Hugh didn’t know yet. He was trying to strike a spark among them, little more. No good would come of their waiting and listening to their bones knock and their stomachs growl. But were any of them capable? Were any of them really sane? He was just as crazy as the other two now. But did that matter, so long as they shared the same dementia?
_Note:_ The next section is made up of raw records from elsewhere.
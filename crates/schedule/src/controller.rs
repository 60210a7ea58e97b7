//! The schedule controller: sole owner of the live firing set.
//!
//! Holds at most one [`ActiveSchedule`] (the terminal firing plus its
//! notification firings) and replaces it wholesale on reschedule. The
//! replacement is validate-then-swap: the incoming configuration is parsed
//! before any live handle is cancelled, so a broken config edit leaves the
//! previous schedule in force.

use std::sync::Arc;

use chrono::{DateTime, NaiveTime, Utc};
use tracing::{debug, info};

use curfew_core::CurfewConfig;

use crate::dispatch::Dispatch;
use crate::error::ScheduleError;
use crate::plan::build_plan;
use crate::resolver::{parse_time_of_day, resolve_next};
use crate::timer::{TimerDriver, TimerHandle};

/// The live firing set for one configuration generation.
#[derive(Debug)]
pub struct ActiveSchedule {
    target: DateTime<Utc>,
    terminal: TimerHandle,
    notifications: Vec<TimerHandle>,
}

impl ActiveSchedule {
    /// The instant the terminal firing is scheduled for.
    pub fn target(&self) -> DateTime<Utc> {
        self.target
    }

    /// Number of notification firings installed for this generation.
    pub fn notification_count(&self) -> usize {
        self.notifications.len()
    }
}

/// Owns and mutates the active schedule. Idle until [`schedule`] or
/// [`reschedule`] arms it.
///
/// [`schedule`]: ScheduleController::schedule
/// [`reschedule`]: ScheduleController::reschedule
pub struct ScheduleController {
    timers: Arc<dyn TimerDriver>,
    dispatch: Arc<dyn Dispatch>,
    active: Option<ActiveSchedule>,
}

impl ScheduleController {
    pub fn new(timers: Arc<dyn TimerDriver>, dispatch: Arc<dyn Dispatch>) -> Self {
        Self {
            timers,
            dispatch,
            active: None,
        }
    }

    /// Whether a schedule is currently armed.
    pub fn is_armed(&self) -> bool {
        self.active.is_some()
    }

    /// The currently armed schedule, if any.
    pub fn active(&self) -> Option<&ActiveSchedule> {
        self.active.as_ref()
    }

    /// Build and arm a fresh schedule from `config`.
    ///
    /// Resolves the next occurrence of the configured time-of-day, derives
    /// the notification plan, and installs one deferred firing per
    /// notification plus the terminal firing. Returns the resolved target.
    ///
    /// Does not cancel a previously armed schedule; use [`reschedule`] to
    /// replace one.
    ///
    /// [`reschedule`]: ScheduleController::reschedule
    pub fn schedule(&mut self, config: &CurfewConfig) -> Result<DateTime<Utc>, ScheduleError> {
        let time_of_day = parse_time_of_day(&config.time)?;
        Ok(self.install(config, time_of_day))
    }

    /// Atomically replace the armed schedule with one built from `config`.
    ///
    /// The config is validated first; only on success are the old handles
    /// cancelled and the new firings installed. On error the previously
    /// armed schedule is left fully intact.
    pub fn reschedule(&mut self, config: &CurfewConfig) -> Result<DateTime<Utc>, ScheduleError> {
        // Validate before touching live handles.
        let time_of_day = parse_time_of_day(&config.time)?;
        self.cancel_all();
        Ok(self.install(config, time_of_day))
    }

    /// Cancel every live firing and disarm. Idempotent.
    pub fn cancel_all(&mut self) {
        if let Some(active) = self.active.take() {
            self.timers.cancel(active.terminal);
            for handle in active.notifications {
                self.timers.cancel(handle);
            }
            debug!(target = %active.target, "cancelled active schedule");
        }
    }

    fn install(&mut self, config: &CurfewConfig, time_of_day: NaiveTime) -> DateTime<Utc> {
        let now = self.timers.now();
        let target = resolve_next(now, time_of_day);
        let plan = build_plan(now, target, &config.lead_times());

        let mut notifications = Vec::with_capacity(plan.len());
        for firing in &plan {
            let dispatch = Arc::clone(&self.dispatch);
            let title = config.title.clone();
            let subtitle = config.subtitle.clone();
            let lead_secs = firing.lead_secs;
            // Delay is re-derived against the current clock; the driver
            // clamps past-due delays to zero so a firing that slipped
            // between plan build and install still runs, immediately.
            let delay = firing.fire_at - self.timers.now();
            let handle = self.timers.after(
                delay,
                Box::pin(async move {
                    dispatch.notify(lead_secs, &title, &subtitle).await;
                }),
            );
            notifications.push(handle);
        }

        let dispatch = Arc::clone(&self.dispatch);
        let terminal = self.timers.after(
            target - self.timers.now(),
            Box::pin(async move {
                dispatch.terminal().await;
            }),
        );

        info!(
            target = %target,
            notifications = notifications.len(),
            "shutdown scheduled"
        );

        self.active = Some(ActiveSchedule {
            target,
            terminal,
            notifications,
        });
        target
    }
}
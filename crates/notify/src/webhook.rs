//! HTTP webhook observer.
//!
//! Delivers each notification as a JSON payload to a configured URL.
//! Environment variable references (`${VAR_NAME}`) in the URL are
//! resolved at construction time, so secrets can stay out of config.

use async_trait::async_trait;
use serde::Serialize;
use tracing::{debug, warn};

use crate::traits::{DisplayTimings, NotifyError, Observer};

/// JSON body sent for every notification.
#[derive(Debug, Serialize)]
struct WebhookPayload<'a> {
    title: &'a str,
    subtitle: &'a str,
    fade_in_ms: u64,
    stay_ms: u64,
    fade_out_ms: u64,
}

/// Observer that POSTs notifications as JSON over HTTP.
#[derive(Debug)]
pub struct WebhookObserver {
    /// Target URL (env vars already resolved).
    url: String,
    /// Shared HTTP client (connection pooling).
    client: reqwest::Client,
}

impl WebhookObserver {
    /// Create a webhook observer for `url`.
    ///
    /// `${VAR_NAME}` references in the URL are resolved eagerly; a
    /// missing variable produces [`NotifyError::Config`].
    pub fn new(url: &str) -> Result<Self, NotifyError> {
        Ok(Self {
            url: resolve_env_vars(url)?,
            client: reqwest::Client::new(),
        })
    }
}

#[async_trait]
impl Observer for WebhookObserver {
    async fn receive(
        &self,
        title: &str,
        subtitle: &str,
        timings: &DisplayTimings,
    ) -> Result<(), NotifyError> {
        let payload = WebhookPayload {
            title,
            subtitle,
            fade_in_ms: timings.fade_in.as_millis() as u64,
            stay_ms: timings.stay.as_millis() as u64,
            fade_out_ms: timings.fade_out.as_millis() as u64,
        };

        let response = self.client.post(&self.url).json(&payload).send().await?;
        let status = response.status();

        if !status.is_success() {
            let body_text = response
                .text()
                .await
                .unwrap_or_else(|_| "<unreadable body>".to_string());
            warn!(
                url = %self.url,
                %status,
                body = %body_text,
                "webhook returned non-2xx status"
            );
            return Err(NotifyError::Delivery(format!(
                "webhook returned {status}: {body_text}"
            )));
        }

        debug!(url = %self.url, %status, "webhook notification delivered");
        Ok(())
    }

    fn name(&self) -> &str {
        "webhook"
    }
}

/// Resolve `${VAR_NAME}` patterns in a string using `std::env::var`.
///
/// Returns an error if a referenced variable is not set.
fn resolve_env_vars(input: &str) -> Result<String, NotifyError> {
    let mut result = String::with_capacity(input.len());
    let mut chars = input.chars().peekable();

    while let Some(ch) = chars.next() {
        if ch == '$' && chars.peek() == Some(&'{') {
            // Consume the '{'
            chars.next();
            let mut var_name = String::new();
            let mut closed = false;
            for c in chars.by_ref() {
                if c == '}' {
                    closed = true;
                    break;
                }
                var_name.push(c);
            }
            if !closed {
                return Err(NotifyError::Config(format!(
                    "unclosed env var reference in: {input}"
                )));
            }
            let value = std::env::var(&var_name)
                .map_err(|_| NotifyError::Config(format!("env var not found: {var_name}")))?;
            result.push_str(&value);
        } else {
            result.push(ch);
        }
    }

    Ok(result)
}
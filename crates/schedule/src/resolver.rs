//! Time-of-day parsing and next-occurrence resolution.
//!
//! A shutdown time is configured as a daily `HH:MM:SS` wall-clock time.
//! [`resolve_next`] maps it to the next absolute instant at or after "now",
//! rolling over to the next day when the time has already passed today.

use chrono::{DateTime, NaiveTime, Utc};

use crate::error::ScheduleError;

/// Parse a 24-hour `HH:MM:SS` time-of-day string.
///
/// Out-of-range fields and trailing garbage are rejected.
pub fn parse_time_of_day(input: &str) -> Result<NaiveTime, ScheduleError> {
    NaiveTime::parse_from_str(input.trim(), "%H:%M:%S").map_err(|e| {
        ScheduleError::InvalidTimeOfDay {
            input: input.to_string(),
            reason: e.to_string(),
        }
    })
}

/// Resolve the next instant at or after `now` matching `time_of_day`.
///
/// Combines `now`'s calendar date with the time-of-day; if that candidate
/// is at or before `now`, exactly one day is added. The result is always
/// strictly after `now` and at most 24h ahead.
pub fn resolve_next(now: DateTime<Utc>, time_of_day: NaiveTime) -> DateTime<Utc> {
    let candidate = now.date_naive().and_time(time_of_day).and_utc();
    if candidate <= now {
        candidate + chrono::Duration::days(1)
    } else {
        candidate
    }
}

#[cfg(test)]
mod tests {
    use super::*;
    use chrono::TimeZone;

    fn utc(y: i32, mo: u32, d: u32, h: u32, mi: u32, s: u32) -> DateTime<Utc> {
        Utc.with_ymd_and_hms(y, mo, d, h, mi, s).unwrap()
    }

    #[test]
    fn parse_valid_time() {
        let t = parse_time_of_day("04:30:15").unwrap();
        assert_eq!(t, NaiveTime::from_hms_opt(4, 30, 15).unwrap());
    }

    #[test]
    fn parse_midnight() {
        let t = parse_time_of_day("00:00:00").unwrap();
        assert_eq!(t, NaiveTime::from_hms_opt(0, 0, 0).unwrap());
    }

    #[test]
    fn parse_trims_whitespace() {
        assert!(parse_time_of_day(" 12:00:00 ").is_ok());
    }

    #[test]
    fn parse_rejects_out_of_range_hour() {
        let err = parse_time_of_day("25:00:00").unwrap_err();
        assert!(matches!(err, ScheduleError::InvalidTimeOfDay { .. }));
    }

    #[test]
    fn parse_rejects_out_of_range_minute() {
        assert!(parse_time_of_day("12:61:00").is_err());
    }

    #[test]
    fn parse_rejects_missing_seconds() {
        assert!(parse_time_of_day("12:00").is_err());
    }

    #[test]
    fn parse_rejects_garbage() {
        assert!(parse_time_of_day("noonish").is_err());
        assert!(parse_time_of_day("").is_err());
        assert!(parse_time_of_day("12:00:00 tomorrow").is_err());
    }

    #[test]
    fn later_today_stays_on_same_day() {
        let now = utc(2026, 3, 10, 8, 0, 0);
        let target = resolve_next(now, NaiveTime::from_hms_opt(9, 0, 0).unwrap());
        assert_eq!(target, utc(2026, 3, 10, 9, 0, 0));
    }

    #[test]
    fn already_passed_rolls_to_next_day() {
        // now = 10:00:00, time = 09:00:00 -> next day 09:00:00 (now + 23h)
        let now = utc(2026, 3, 10, 10, 0, 0);
        let target = resolve_next(now, NaiveTime::from_hms_opt(9, 0, 0).unwrap());
        assert_eq!(target, utc(2026, 3, 11, 9, 0, 0));
        assert_eq!(target - now, chrono::Duration::hours(23));
    }

    #[test]
    fn midnight_just_before_day_boundary() {
        // now = 23:59:50, time = 00:00:00 -> ten seconds out
        let now = utc(2026, 3, 10, 23, 59, 50);
        let target = resolve_next(now, NaiveTime::from_hms_opt(0, 0, 0).unwrap());
        assert_eq!(target - now, chrono::Duration::seconds(10));
    }

    #[test]
    fn exact_match_rolls_a_full_day() {
        let now = utc(2026, 3, 10, 9, 0, 0);
        let target = resolve_next(now, NaiveTime::from_hms_opt(9, 0, 0).unwrap());
        assert_eq!(target - now, chrono::Duration::days(1));
    }

    #[test]
    fn result_is_always_future_and_within_a_day() {
        let now = utc(2026, 3, 10, 17, 42, 13);
        for (h, m, s) in [(0, 0, 0), (17, 42, 13), (17, 42, 14), (23, 59, 59)] {
            let tod = NaiveTime::from_hms_opt(h, m, s).unwrap();
            let target = resolve_next(now, tod);
            assert!(target > now, "target {target} not after {now}");
            assert!(target - now <= chrono::Duration::hours(24));
        }
    }
}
Inside the tent, Cuba had begun droning
om mane padme hum
—the Buddhist chant every mountaineer carries home from the High Himal—over and over. But the prayer flags were frozen. The wind horses stood still. Time had stopped.

Hugh considered lowering off, but that could take days. And Cuba had told him that they’d spied the summit above. They were close.

If only they could lift this lid of stone from their heads. The roof was a dead end. What had protected them last night was killing them now. It blunted their imagination. It killed their hope.

The answer came to Hugh slowly. Their salvation hung in plain sight.

“Lewis,” he said.

Augustine’s helmet turned to the distant figure. He settled back against the stone. “No use.” His teeth chattered. “Too far. All wrong.”

Augustine was thinking of a throw line, Hugh knew. And by that measure, he was right. Even if they could throw a line and somehow snag the litter or lasso Lewis’s body, they would still have to tow it close enough to grab. But the arc would never work. Lewis was parallel to their camp, and the roof was thirty feet deep, meaning never the twain shall meet.